Last week was my first week on a new job, out of the house, working for someone else, on a schedule I didn’t create. Being self-employed for most of my adult life certainly had its’ perks, especially as a blogger. I called the shots, set my own agenda, planned, strategized, and answered to no one. The downside is that it takes a long time to make a full-time income as a blogger and very, very few bloggers ever get to that goal. Hence, the day job.
I really had no idea what I was getting myself into with this job. In fact, I never even heard of the position I applied for before I applied for it. I didn’t really research what it was until I was called for an interview.
Boy, I really didn’t know anything about modern employment when I first walked in through those doors for the interview. I might as well had been born yesterday.
My physical, which I thought would take 10 minutes, took 2 weeks. I flunked the first drug test for a prescription detected in my urine and I had to wait days till that was cleared up. Not the urine but the company doctor confirming that I had a legal prescription. I guess they wanted to make sure I hadn’t bought the prescription off the street or was taking 100 times more than I was prescribed.
Then there were all the vaccines. I lost count of how many and I still have three left. Somehow my 9th grade immunizations from 1985 weren’t current enough.
Then I finally got over all the hurdles to learn the wonderful experience of new employee orientation. All my other jobs, from the early 1990s, had no orientations full of PowerPoint presentations. Neither had been invented yet probably. At least it was only two days long. My daughter had to endure a week of long, boring, slideshows for her job. Death by PowerPoint is what she called it.
I didn’t have to endure much and orientation wasn’t a bad experience or excessive. I was just adapting poorly to my new environment… like a fish in a frying pan.
I have to admit after the first day of orientation I went home with the biggest tension headache of my life. One presenter insisted that we were selected because we were the best and they only hire the best.
That only made me wonder what goofballs had I been competing against? I didn’t feel like the best. My only experience in a hospital was giving birth and comforting my kids after tonsillectomies.
I graduated with a degree in fish & wildlife conservation and here were all these people that actually prepared for a job in health care or had previous experience. I dreaded the introductions because I knew I was like an escaped critter out of its habitat. It was so obvious. I’m surprised animal control wasn’t called to place me back in the woods where I came from.

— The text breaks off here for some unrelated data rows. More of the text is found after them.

//! Named priority queues with at-least-once delivery
//!
//! Lower priority numbers are more urgent. Messages with equal priority keep their
//! enqueue order. Delivery moves a message in flight until it is acked, nacked or
//! reclaimed after the visibility timeout.

use chrono::{DateTime, Utc};
use serde::{Deserialize, Serialize};
use std::collections::{BTreeMap, HashMap, HashSet, VecDeque};
use std::time::{Duration, Instant};
use tracing::{debug, info, warn};

use crate::core::infrastructure::{SharedClock, SharedIdGenerator};
use crate::error::{CoordinationError, Result};

pub const DEFAULT_PRIORITY: u32 = 5;

#[derive(Debug, Clone, PartialEq, Serialize, Deserialize)]
pub struct QueuedMessage {
    pub message_id: String,
    pub queue: String,
    pub data: serde_json::Value,
    pub priority: u32,
    pub dedup_id: Option<String>,
    pub retry_count: u32,
    pub enqueued_at: DateTime<Utc>,
}

#[derive(Debug, Clone)]
struct InFlight {
    message: QueuedMessage,
    delivered_at: Instant,
}

#[derive(Debug, Clone, PartialEq, Eq, Serialize, Deserialize)]
#[serde(tag = "status", rename_all = "snake_case")]
pub enum EnqueueOutcome {
    /// `position` is 1-based within the queue at insertion time.
    Enqueued {
        message_id: String,
        queue: String,
        position: usize,
    },
    Duplicate { dedup_id: String },
}

impl EnqueueOutcome {
    pub fn is_duplicate(&self) -> bool {
        matches!(self, EnqueueOutcome::Duplicate { .. })
    }
}

#[derive(Debug, Clone, PartialEq, Eq, Serialize, Deserialize)]
#[serde(tag = "status", rename_all = "snake_case")]
pub enum NackOutcome {
    Requeued { message_id: String, retry_count: u32 },
    DeadLettered { message_id: String, retry_count: u32 },
}

#[derive(Debug, Clone, PartialEq, Eq, Serialize, Deserialize)]
pub struct RetryReport {
    pub retried: usize,
    pub remaining: usize,
}

#[derive(Debug, Clone, Default, PartialEq, Eq, Serialize, Deserialize)]
pub struct QueueStats {
    pub enqueued: u64,
    pub dequeued: u64,
    pub acked: u64,
    pub nacked: u64,
    pub dead_lettered: u64,
    pub duplicates: u64,
    pub reclaimed: u64,
    pub queues: usize,
    pub depth: usize,
    pub in_flight: usize,
    pub dead_letters: usize,
}

#[derive(Debug)]
pub struct DistributedQueue {
    queues: BTreeMap<String, VecDeque<QueuedMessage>>,
    in_flight: HashMap<String, InFlight>,
    dead_letters: Vec<QueuedMessage>,
    processed: HashSet<String>,
    max_retries: u32,
    stats: QueueStats,
    clock: SharedClock,
    ids: SharedIdGenerator,
}

impl DistributedQueue {
    pub fn new(max_retries: u32, clock: SharedClock, ids: SharedIdGenerator) -> Self {
        Self {
            queues: BTreeMap::new(),
            in_flight: HashMap::new(),
            dead_letters: Vec::new(),
            processed: HashSet::new(),
            max_retries,
            stats: QueueStats::default(),
            clock,
            ids,
        }
    }

    /// Returns `false` if the queue already existed.
    pub fn create_queue(&mut self, name: &str) -> bool {
        if self.queues.contains_key(name) {
            return false;
        }
        debug!(queue = %name, "Queue created");
        self.queues.insert(name.to_string(), VecDeque::new());
        true
    }

    /// Stable insertion: after every message of equal or more urgent priority.
    fn insert_sorted(queue: &mut VecDeque<QueuedMessage>, message: QueuedMessage) -> usize {
        let index = queue
            .iter()
            .position(|m| m.priority > message.priority)
            .unwrap_or(queue.len());
        queue.insert(index, message);
        index + 1
    }

    pub fn enqueue(
        &mut self,
        queue: &str,
        data: serde_json::Value,
        priority: Option<u32>,
        dedup_id: Option<String>,
    ) -> EnqueueOutcome {
        if let Some(dedup_id) = dedup_id.as_ref().filter(|d| self.processed.contains(*d)) {
            self.stats.duplicates += 1;
            debug!(queue = %queue, dedup_id = %dedup_id, "Duplicate message rejected");
            return EnqueueOutcome::Duplicate {
                dedup_id: dedup_id.clone(),
            };
        }

        let message = QueuedMessage {
            message_id: self.ids.next_id(),
            queue: queue.to_string(),
            data,
            priority: priority.unwrap_or(DEFAULT_PRIORITY),
            dedup_id,
            retry_count: 0,
            enqueued_at: Utc::now(),
        };
        let message_id = message.message_id.clone();
        let position = Self::insert_sorted(self.queues.entry(queue.to_string()).or_default(), message);
        self.stats.enqueued += 1;

        debug!(queue = %queue, message_id = %message_id, position = position, "Message enqueued");
        EnqueueOutcome::Enqueued {
            message_id,
            queue: queue.to_string(),
            position,
        }
    }

    /// Pop the most urgent message and hold it in flight until acked.
    pub fn dequeue(&mut self, queue: &str) -> Option<QueuedMessage> {
        let message = self.queues.get_mut(queue)?.pop_front()?;
        self.in_flight.insert(
            message.message_id.clone(),
            InFlight {
                message: message.clone(),
                delivered_at: self.clock.now(),
            },
        );
        self.stats.dequeued += 1;
        Some(message)
    }

    pub fn peek(&self, queue: &str) -> Option<&QueuedMessage> {
        self.queues.get(queue)?.front()
    }

    pub fn ack(&mut self, message_id: &str) -> bool {
        let Some(entry) = self.in_flight.remove(message_id) else {
            return false;
        };
        if let Some(dedup_id) = entry.message.dedup_id {
            self.processed.insert(dedup_id);
        }
        self.stats.acked += 1;
        debug!(message_id = %message_id, "Message acknowledged");
        true
    }

    /// Return a delivered message; it is dead-lettered once its retries reach the limit.
    pub fn nack(&mut self, message_id: &str) -> Result<NackOutcome> {
        let InFlight { mut message, .. } = self
            .in_flight
            .remove(message_id)
            .ok_or_else(|| CoordinationError::MessageNotInFlight(message_id.to_string()))?;

        self.stats.nacked += 1;
        message.retry_count += 1;
        let retry_count = message.retry_count;

        if retry_count >= self.max_retries {
            warn!(
                message_id = %message_id,
                queue = %message.queue,
                retry_count = retry_count,
                "☠️ Message moved to dead-letter list"
            );
            self.dead_letters.push(message);
            self.stats.dead_lettered += 1;
            return Ok(NackOutcome::DeadLettered {
                message_id: message_id.to_string(),
                retry_count,
            });
        }

        let queue = self.queues.entry(message.queue.clone()).or_default();
        Self::insert_sorted(queue, message);
        Ok(NackOutcome::Requeued {
            message_id: message_id.to_string(),
            retry_count,
        })
    }

    /// Reinsert dead letters (optionally only those of `queue`) with a fresh retry budget.
    pub fn retry_dead_letters(&mut self, queue: Option<&str>) -> RetryReport {
        let (selected, remaining): (Vec<_>, Vec<_>) = std::mem::take(&mut self.dead_letters)
            .into_iter()
            .partition(|m| queue.map_or(true, |q| m.queue == q));
        self.dead_letters = remaining;

        let retried = selected.len();
        for mut message in selected {
            message.retry_count = 0;
            let target = self.queues.entry(message.queue.clone()).or_default();
            Self::insert_sorted(target, message);
        }

        if retried > 0 {
            info!(retried = retried, queue = ?queue, "Dead letters requeued");
        }
        RetryReport {
            retried,
            remaining: self.dead_letters.len(),
        }
    }

    /// Return in-flight messages older than `visibility_timeout` to their queues.
    pub fn reclaim_expired(&mut self, visibility_timeout: Duration) -> Vec<String> {
        let now = self.clock.now();
        let mut expired: Vec<String> = self
            .in_flight
            .iter()
            .filter(|(_, entry)| now.saturating_duration_since(entry.delivered_at) > visibility_timeout)
            .map(|(id, _)| id.clone())
            .collect();
        expired.sort();

        for message_id in &expired {
            if let Some(entry) = self.in_flight.remove(message_id) {
                let queue = self.queues.entry(entry.message.queue.clone()).or_default();
                Self::insert_sorted(queue, entry.message);
                self.stats.reclaimed += 1;
            }
        }
        if !expired.is_empty() {
            warn!(count = expired.len(), "In-flight messages reclaimed after visibility timeout");
        }
        expired
    }

    pub fn get_queue_depth(&self, queue: &str) -> usize {
        self.queues.get(queue).map_or(0, VecDeque::len)
    }

    pub fn purge_queue(&mut self, queue: &str) -> usize {
        let purged = self.queues.get_mut(queue).map_or(0, |q| q.drain(..).count());
        if purged > 0 {
            info!(queue = %queue, purged = purged, "Queue purged");
        }
        purged
    }

    pub fn total_depth(&self) -> usize {
        self.queues.values().map(VecDeque::len).sum()
    }

    pub fn in_flight_count(&self) -> usize {
        self.in_flight.len()
    }

    pub fn dead_letter_count(&self) -> usize {
        self.dead_letters.len()
    }

    pub fn dead_letters(&self) -> &[QueuedMessage] {
        &self.dead_letters
    }

    pub fn queue_count(&self) -> usize {
        self.queues.len()
    }

    pub fn stats(&self) -> QueueStats {
        QueueStats {
            queues: self.queue_count(),
            depth: self.total_depth(),
            in_flight: self.in_flight_count(),
            dead_letters: self.dead_letter_count(),
            ..self.stats.clone()
        }
    }
}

But yeah that evening after the first day of orientation was a night spent of soul searching and a lot of Tylenol.
This was not in my plan book at all. I don’t know how Point A of going back to college for a degree in natural resources ended up at Point B in an entry level position I’d never heard of before in a hospital.
But I decided to give day 2 a try and it went much better. I’m not sure why but I felt like I might be able to pull this off.
Then day three came. This was the day I went to my department to begin the actual job and that evening was spent much like day 1. I was left questioning my life’s purpose and direction. How on earth did this happen to me? Why? What did I do in a past life to deserve this?
Then day 4 was even worse. Not being used to being on my feet for 8 hours a day had left me nearly crippled. My legs hurt, my feet, my back, my hips, my pelvis, basically everything from the waist down was in agony.
Then day 5, Friday! This day went much better, probably because it was a Friday, but my body seemed to have adapted some or had completely lost the ability to feel pain from the shock.
I began to know how to do a few things on my own and not feel like a total nuisance to everyone. Well, I’ll be a nuisance for quite a while since there’s about 40 billion things left to learn but doing something productive made the day go by faster.
Tomorrow, week 2 begins and I have no idea what range of emotions I’ll go through. Wish me luck.
And I have to place this disclaimer since I was handed it in orientation: “This is my personal website and reflects my views and opinions only. Any comments made on this website, by myself or by third parties, do not necessarily reflect the views or opinions of my employer.”
Apparently, someone from HR had read my blogs before and knew they better distance themselves. What can I say? You can take the critter out of its habitat but you can’t take the habitat out of the critter!